前回、「自然言語処理応用: 専門知識でプロンプトを書く」という記事を書きました。↓こちら

要約すると、専門知識を有すると、具体的にどういった専門的なプロンプトを書けるのか?を解説した内容です。

今回の記事では、上記で紹介した「一般的なプロンプト」と「専門的なプロンプト」の効果検証を説明していきます。

1: メカニズムへの深い理解

比較するプロンプトは下記です。

一般的なプロンプト:
「下記の文章に対して、できる限り品質の高い要約をしてください」
専門的なプロンプト:
「下記の文章に対して、筆者が主張したいことの候補を、インテント認識で合計3個、重要なものから順に出力して、その結果に基づいて、できる限り品質の高い要約をしてください」

このプロンプトを使って、僕が海外向けに運用しているPodcastの台本(日本語版)を要約させてみます。

青色のフォーカス部分が、プロンプトの差分です

出力結果

僕の評価は「差分あり」です。

・左側の青い範囲が、右側の要約全体と同じ趣旨になっている。違いは、左側には具体例や背景などの枝葉の情報が含まれている。
・一方、右側は、インテント認識の結果を要約の骨にした結果、具体例や背景などの無駄な肉を削ぎ落とせている。
・左側の下2つの段落(青い範囲外)の内容は、「おまけ(本筋と直接の関係のない)の用語コーナー」と「締めのメッセージ」。つまり、本筋と関係のない情報を削ぎ落とせていない。
・左側全体として、台本の各段落を断片的に切り貼りした印象

「要約」を評価する軸は、「本質的な情報を骨として、無駄な肉をどれだけ削ぎ落とせているか」が一般的かなと思いますが、これであれば右側が優秀そうです。

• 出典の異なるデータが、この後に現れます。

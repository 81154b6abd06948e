//! Page content rendering, one module per sidebar entry.

pub mod chat;
pub mod documents;
pub mod profile;
pub mod program;

use ratatui::text::{Line, Span};

use crate::app::StatusLine;
use crate::ui::styles;

/// Word-wrap text to a column width. Words longer than the width are split.
pub fn wrap_text(text: &str, width: usize) -> Vec<String> {
    let width = width.max(1);
    let mut lines = Vec::new();

    for paragraph in text.lines() {
        let mut current = String::new();
        let mut current_len = 0;

        for word in paragraph.split_whitespace() {
            let mut word: Vec<char> = word.chars().collect();
            while word.len() > width {
                if current_len > 0 {
                    lines.push(std::mem::take(&mut current));
                    current_len = 0;
                }
                let rest = word.split_off(width);
                lines.push(word.into_iter().collect());
                word = rest;
            }

            let needed = if current_len == 0 { word.len() } else { current_len + 1 + word.len() };
            if needed > width {
                lines.push(std::mem::take(&mut current));
                current_len = 0;
            }
            if current_len > 0 {
                current.push(' ');
                current_len += 1;
            }
            current.extend(word.iter());
            current_len += word.len();
        }
        lines.push(current);
    }

    lines
}

/// First line to show so the view ends `scroll` lines above the bottom
pub fn bottom_offset(total: usize, height: usize, scroll: u16) -> usize {
    total.saturating_sub(height).saturating_sub(scroll as usize)
}

pub fn status_line(status: &Option<StatusLine>) -> Line<'static> {
    match status {
        Some(status) => Line::from(Span::styled(
            format!(" {}", status.text),
            styles::status_style(status.kind),
        )),
        None => Line::from(""),
    }
}

#[cfg(test)]
mod tests {
    use super::*;

    #[test]
    fn test_wrap_text_breaks_on_words() {
        assert_eq!(
            wrap_text("run easy on monday", 8),
            vec!["run easy", "on", "monday"]
        );
    }

    #[test]
    fn test_wrap_text_keeps_blank_lines() {
        assert_eq!(wrap_text("a\n\nb", 10), vec!["a", "", "b"]);
    }

    #[test]
    fn test_wrap_text_splits_long_words() {
        assert_eq!(wrap_text("abcdefghij", 4), vec!["abcd", "efgh", "ij"]);
    }

    #[test]
    fn test_bottom_offset() {
        assert_eq!(bottom_offset(50, 10, 0), 40);
        assert_eq!(bottom_offset(50, 10, 15), 25);
        assert_eq!(bottom_offset(5, 10, 3), 0);
    }
}
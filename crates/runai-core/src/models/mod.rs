//! Request and response shapes for the RUN AI backend.
//!
//! - `TokenResponse`, `RegisterRequest`: login and registration exchanges
//! - `QueryRequest`, `QueryResponse`, `ChatMessage`: the coaching chat
//! - `DocumentInfo`, `UpdateRagResponse`: the document index
//! - `UserProfile`, `Gender`, `ActivityLevel`: the runner's parameters
//! - `ProgramResponse`: generated training programs

pub mod auth;
pub mod chat;
pub mod document;
pub mod profile;
pub mod program;

pub use auth::{RegisterRequest, TokenResponse};
pub use chat::{ChatMessage, QueryRequest, QueryResponse, Role};
pub use document::{DocumentInfo, DocumentListResponse, UpdateRagResponse};
pub use profile::{ActivityLevel, Gender, UserProfile};
pub use program::ProgramResponse;
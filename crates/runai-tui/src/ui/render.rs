use ratatui::{
    layout::{Constraint, Direction, Layout, Rect},
    style::Style,
    text::{Line, Span},
    widgets::{Block, Borders, Clear, Paragraph},
    Frame,
};

use runai_core::forms::AuthFocus;
use runai_core::nav::{Page, Screen};
use runai_core::utils::{avatar_letter, truncate_string};

use crate::app::{App, AppState, Focus};

use super::pages::{chat, documents, profile, program};
use super::styles;

/// Sidebar width in columns
const SIDEBAR_WIDTH: u16 = 26;

/// Width of text fields in the login dialog
const FIELD_WIDTH: usize = 28;

const LOGO: [&str; 3] = [
    "    ╦═╗╦ ╦╔╗╔   ╔═╗╦",
    "    ╠╦╝║ ║║║║   ╠═╣║",
    "    ╩╚═╚═╝╝╚╝   ╩ ╩╩",
];

pub fn render(frame: &mut Frame, app: &App) {
    let chunks = Layout::default()
        .direction(Direction::Vertical)
        .constraints([
            Constraint::Length(2), // Title bar
            Constraint::Min(10),   // Main content
            Constraint::Length(1), // Status bar
        ])
        .split(frame.area());

    render_title_bar(frame, chunks[0]);

    match app.screen() {
        Screen::Login => render_login(frame, app, chunks[1]),
        Screen::Page(page) => {
            let body = Layout::default()
                .direction(Direction::Horizontal)
                .constraints([Constraint::Length(SIDEBAR_WIDTH), Constraint::Min(30)])
                .split(chunks[1]);
            render_sidebar(frame, app, body[0]);
            render_page(frame, app, page, body[1]);
        }
    }

    render_status_bar(frame, app, chunks[2]);

    // Render overlays
    match app.state {
        AppState::ShowingHelp => render_help_overlay(frame),
        AppState::ConfirmingQuit => {
            render_confirm_overlay(frame, "Are you sure you want to quit?", "to quit")
        }
        AppState::ConfirmingLogout => {
            render_confirm_overlay(frame, "Log out of RUN AI?", "to log out")
        }
        AppState::Normal | AppState::Quitting => {}
    }
}

fn render_title_bar(frame: &mut Frame, area: Rect) {
    let title = "  RUN AI · your running coach";
    let help_hint = "[?] Help";

    let title_line = Line::from(vec![
        Span::styled(title, styles::title_style()),
        Span::raw(" ".repeat(
            (area.width as usize).saturating_sub(title.chars().count() + help_hint.len() + 2),
        )),
        Span::styled(help_hint, styles::muted_style()),
    ]);

    let block = Block::default()
        .borders(Borders::BOTTOM)
        .border_style(styles::muted_style());

    frame.render_widget(Paragraph::new(title_line).block(block), area);
}

fn render_page(frame: &mut Frame, app: &App, page: Page, area: Rect) {
    match page {
        Page::Chat => chat::render(frame, app, area),
        Page::Documents => documents::render(frame, app, area),
        Page::Profile => profile::render(frame, app, area),
        Page::Program => program::render(frame, app, area),
    }
}

fn render_sidebar(frame: &mut Frame, app: &App, area: Rect) {
    let focused = app.focus == Focus::Sidebar;
    let mut lines = vec![Line::from("")];

    for (i, page) in Page::ALL.iter().enumerate() {
        let selected = *page == app.page;
        let marker = if selected { "▶ " } else { "  " };
        let style = if selected && focused {
            styles::selected_style()
        } else {
            styles::page_style(selected)
        };
        lines.push(Line::from(vec![
            Span::styled(format!(" [{}] ", i + 1), styles::muted_style()),
            Span::styled(format!("{}{}", marker, page.title()), style),
        ]));
    }

    // Identity and logout pinned to the bottom
    let inner_height = area.height.saturating_sub(2) as usize;
    let footer_height = 3;
    while lines.len() + footer_height < inner_height {
        lines.push(Line::from(""));
    }

    let email = app.user_email().unwrap_or_default();
    lines.push(Line::from(vec![
        Span::raw(" "),
        Span::styled(format!(" {} ", avatar_letter(&email)), styles::avatar_style(true)),
        Span::raw(" "),
        Span::styled(
            truncate_string(&email, SIDEBAR_WIDTH as usize - 8),
            styles::list_item_style(),
        ),
    ]));
    lines.push(Line::from(""));
    lines.push(Line::from(vec![
        Span::styled(" [L] ", styles::help_key_style()),
        Span::styled("Log out", styles::muted_style()),
    ]));

    let block = Block::default()
        .title(Span::styled(" Menu ", styles::title_style()))
        .borders(Borders::ALL)
        .border_style(styles::border_style(focused));

    frame.render_widget(Paragraph::new(lines).block(block), area);
}

fn render_status_bar(frame: &mut Frame, app: &App, area: Rect) {
    let shortcuts = match (app.screen(), app.focus) {
        (Screen::Login, _) => "[Tab] next field | [Ctrl+R] switch mode | [Esc] quit",
        (Screen::Page(_), Focus::Sidebar) => "[↑↓] pages | [Enter] open | [L]ogout | [q]uit",
        (Screen::Page(page), Focus::Content) => page_shortcuts(page),
    };

    let left_text = match app.status_message {
        Some(ref msg) => format!(" {} ", msg),
        None => format!(" {} ", app.api.base_url()),
    };
    let right_text = format!(" {} ", shortcuts);

    let width = area.width as usize;
    let padding_len = width
        .saturating_sub(left_text.chars().count())
        .saturating_sub(right_text.chars().count());
    let status_line = Line::from(vec![
        Span::styled(left_text, styles::muted_style()),
        Span::raw(" ".repeat(padding_len)),
        Span::styled(right_text, styles::muted_style()),
    ]);
    frame.render_widget(
        Paragraph::new(status_line).style(styles::status_bar_style()),
        area,
    );
}

fn page_shortcuts(page: Page) -> &'static str {
    match page {
        Page::Chat => "[Enter] send | [PgUp/PgDn] scroll | [Esc] menu",
        Page::Documents => "[r]eload | [u]pdate index | [Esc] menu",
        Page::Profile => "[Tab] next field | [←→] choose | [Ctrl+S] save | [Esc] menu",
        Page::Program => "[g]enerate | [↑↓] scroll | [Esc] menu",
    }
}

fn logo_lines() -> Vec<Line<'static>> {
    LOGO.iter()
        .map(|line| Line::from(Span::styled(*line, styles::title_style())))
        .collect()
}

fn render_login(frame: &mut Frame, app: &App, area: Rect) {
    let form = &app.auth_form;

    // Fixed size dialog - compact
    let height = if form.error.is_some() { 17 } else { 15 };
    let area = centered_rect_fixed(46, height, area);

    // Clear the area
    frame.render_widget(Clear, area);

    let mut lines = logo_lines();
    lines.push(Line::from(""));
    lines.push(Line::from(Span::styled(
        format!("  {}", form.title()),
        styles::highlight_style(),
    )));
    lines.push(Line::from(""));

    let email = truncate_tail(&form.email, FIELD_WIDTH);
    lines.push(field_line("Email", &email, form.focus == AuthFocus::Email));
    let masked = "*".repeat(form.password.chars().count().min(FIELD_WIDTH));
    lines.push(field_line("Password", &masked, form.focus == AuthFocus::Password));

    // Submit button
    lines.push(Line::from(""));
    let focused = form.focus == AuthFocus::Submit;
    let label = if form.submitting {
        "Please wait...".to_string()
    } else if focused {
        format!("▶ {} ◀", form.submit_label())
    } else {
        form.submit_label().to_string()
    };
    lines.push(Line::from(vec![
        Span::raw("             ["),
        Span::styled(
            format!(" {:^14} ", label),
            styles::button_style(focused, !form.submitting),
        ),
        Span::raw("]"),
    ]));

    lines.push(Line::from(""));
    lines.push(Line::from(Span::styled(
        format!("  {}", form.toggle_hint()),
        styles::muted_style(),
    )));

    // Error message
    if let Some(ref error) = form.error {
        lines.push(Line::from(""));
        lines.push(Line::from(Span::styled(
            format!("  {}", truncate_string(error, 40)),
            styles::error_style(),
        )));
    }

    let block = Block::default()
        .borders(Borders::ALL)
        .border_style(styles::border_style(true))
        .style(Style::default());

    frame.render_widget(Paragraph::new(lines).block(block), area);
}

fn field_line(label: &str, value: &str, focused: bool) -> Line<'static> {
    let style = if focused {
        styles::selected_style()
    } else {
        styles::list_item_style()
    };
    let cursor = if focused { "▌" } else { " " };
    Line::from(vec![
        Span::styled(format!("  {:>8}: [", label), styles::muted_style()),
        Span::styled(format!("{:<width$}{}", value, cursor, width = FIELD_WIDTH), style),
        Span::styled("]", styles::muted_style()),
    ])
}

/// Keep the end of a long value visible while typing
fn truncate_tail(s: &str, max_len: usize) -> String {
    let count = s.chars().count();
    if count <= max_len {
        s.to_string()
    } else {
        s.chars().skip(count - max_len).collect()
    }
}

fn render_help_overlay(frame: &mut Frame) {
    let area = centered_rect_fixed(56, 27, frame.area());

    // Clear the area
    frame.render_widget(Clear, area);

    let version = env!("CARGO_PKG_VERSION");

    let key = |k: &'static str, desc: &'static str| {
        Line::from(vec![
            Span::styled(format!("  {:<11}", k), styles::help_key_style()),
            Span::styled(desc, styles::help_desc_style()),
        ])
    };

    let mut help_text = logo_lines();
    help_text.extend([
        Line::from(Span::styled(
            format!("          version {}", version),
            styles::muted_style(),
        )),
        Line::from(""),
        Line::from(Span::styled(" Navigation", styles::highlight_style())),
        key("1-4", "Switch pages"),
        key("↑/↓", "Move in the menu"),
        key("Enter/→", "Open the selected page"),
        key("Esc", "Back to the menu"),
        key("L", "Log out"),
        key("q", "Quit"),
        Line::from(""),
        Line::from(Span::styled(" Pages", styles::highlight_style())),
        key("Enter", "Coach: send your question"),
        key("r / u", "Documents: reload / update the index"),
        key("Tab", "Profile: next field"),
        key("←/→", "Profile: change a choice"),
        key("Ctrl+S", "Profile: save"),
        key("g", "Program: generate a new program"),
        key("PgUp/PgDn", "Scroll long text"),
        Line::from(""),
        Line::from(vec![
            Span::styled("         Press ", styles::muted_style()),
            Span::styled("?", styles::help_key_style()),
            Span::styled(" or ", styles::muted_style()),
            Span::styled("Esc", styles::help_key_style()),
            Span::styled(" to close", styles::muted_style()),
        ]),
    ]);

    let block = Block::default()
        .borders(Borders::ALL)
        .border_style(styles::border_style(true))
        .style(Style::default());

    frame.render_widget(Paragraph::new(help_text).block(block), area);
}

/// Create a centered rectangle with fixed dimensions
pub fn centered_rect_fixed(width: u16, height: u16, r: Rect) -> Rect {
    let x = r.x + (r.width.saturating_sub(width)) / 2;
    let y = r.y + (r.height.saturating_sub(height)) / 2;
    Rect::new(x, y, width.min(r.width), height.min(r.height))
}

fn render_confirm_overlay(frame: &mut Frame, question: &str, action: &str) {
    // Fixed size dialog matching login screen
    let area = centered_rect_fixed(46, 9, frame.area());

    // Clear the area
    frame.render_widget(Clear, area);

    let mut lines = logo_lines();
    lines.extend([
        Line::from(""),
        Line::from(Span::styled(
            format!("   {}", question),
            styles::highlight_style(),
        )),
        Line::from(""),
        Line::from(vec![
            Span::styled("   Press ", styles::muted_style()),
            Span::styled("[Y]", styles::help_key_style()),
            Span::styled(format!(" {}, ", action), styles::muted_style()),
            Span::styled("[N]", styles::help_key_style()),
            Span::styled(" to cancel", styles::muted_style()),
        ]),
    ]);

    let block = Block::default()
        .borders(Borders::ALL)
        .border_style(styles::border_style(true))
        .style(Style::default());

    frame.render_widget(Paragraph::new(lines).block(block), area);
}

#[cfg(test)]
mod tests {
    use super::*;

    #[test]
    fn test_centered_rect_fixed() {
        let outer = Rect::new(0, 0, 100, 40);
        let rect = centered_rect_fixed(46, 10, outer);
        assert_eq!(rect, Rect::new(27, 15, 46, 10));

        // Never larger than the area it is centered in
        let small = centered_rect_fixed(46, 10, Rect::new(0, 0, 20, 5));
        assert_eq!(small.width, 20);
        assert_eq!(small.height, 5);
    }

    #[test]
    fn test_truncate_tail_keeps_end() {
        assert_eq!(truncate_tail("short", 10), "short");
        assert_eq!(truncate_tail("abcdefghij", 4), "ghij");
    }
}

「ここの段落は個別で読みたい」「この用語に関する情報は網羅的に拾いたい」などの個別の要望がある場合は、プロンプトでそれ専用の条件指定する必要があります。

そういった個別ケースを除いた、一般的な要約タスクとしては「インテント認識」を利用したプロンプトを推奨できるかなと結論づけました。「インテント認識」とは、自然言語処理の専門知識なのですが、↓こちらで体系的にまとめたのでご参考くださいませ。

2: 意図的なバイアスの調整

比較するプロンプトは下記です。

一般的なプロンプト:
「アメリカの19世紀の歴史について、詳しく教えて。」
専門的なプロンプト:
「アメリカの19世紀の歴史について、transformerベースのモデルが参照しがちな初期のコーパスに基づいて詳しく教えて。」

出力結果

青色のフォーカス部分が、プロンプトの差分です

僕の評価は「差分なし」です。

これは僕のミスなのですが、そもそもGPTはtransformerを取り入れている(笑)ので、デフォルト(つまり左側)でもプロンプトでやりたかったことを処理している可能性が高く、「プロンプトで明確に指示する必要性は薄い」という結論になりそうです。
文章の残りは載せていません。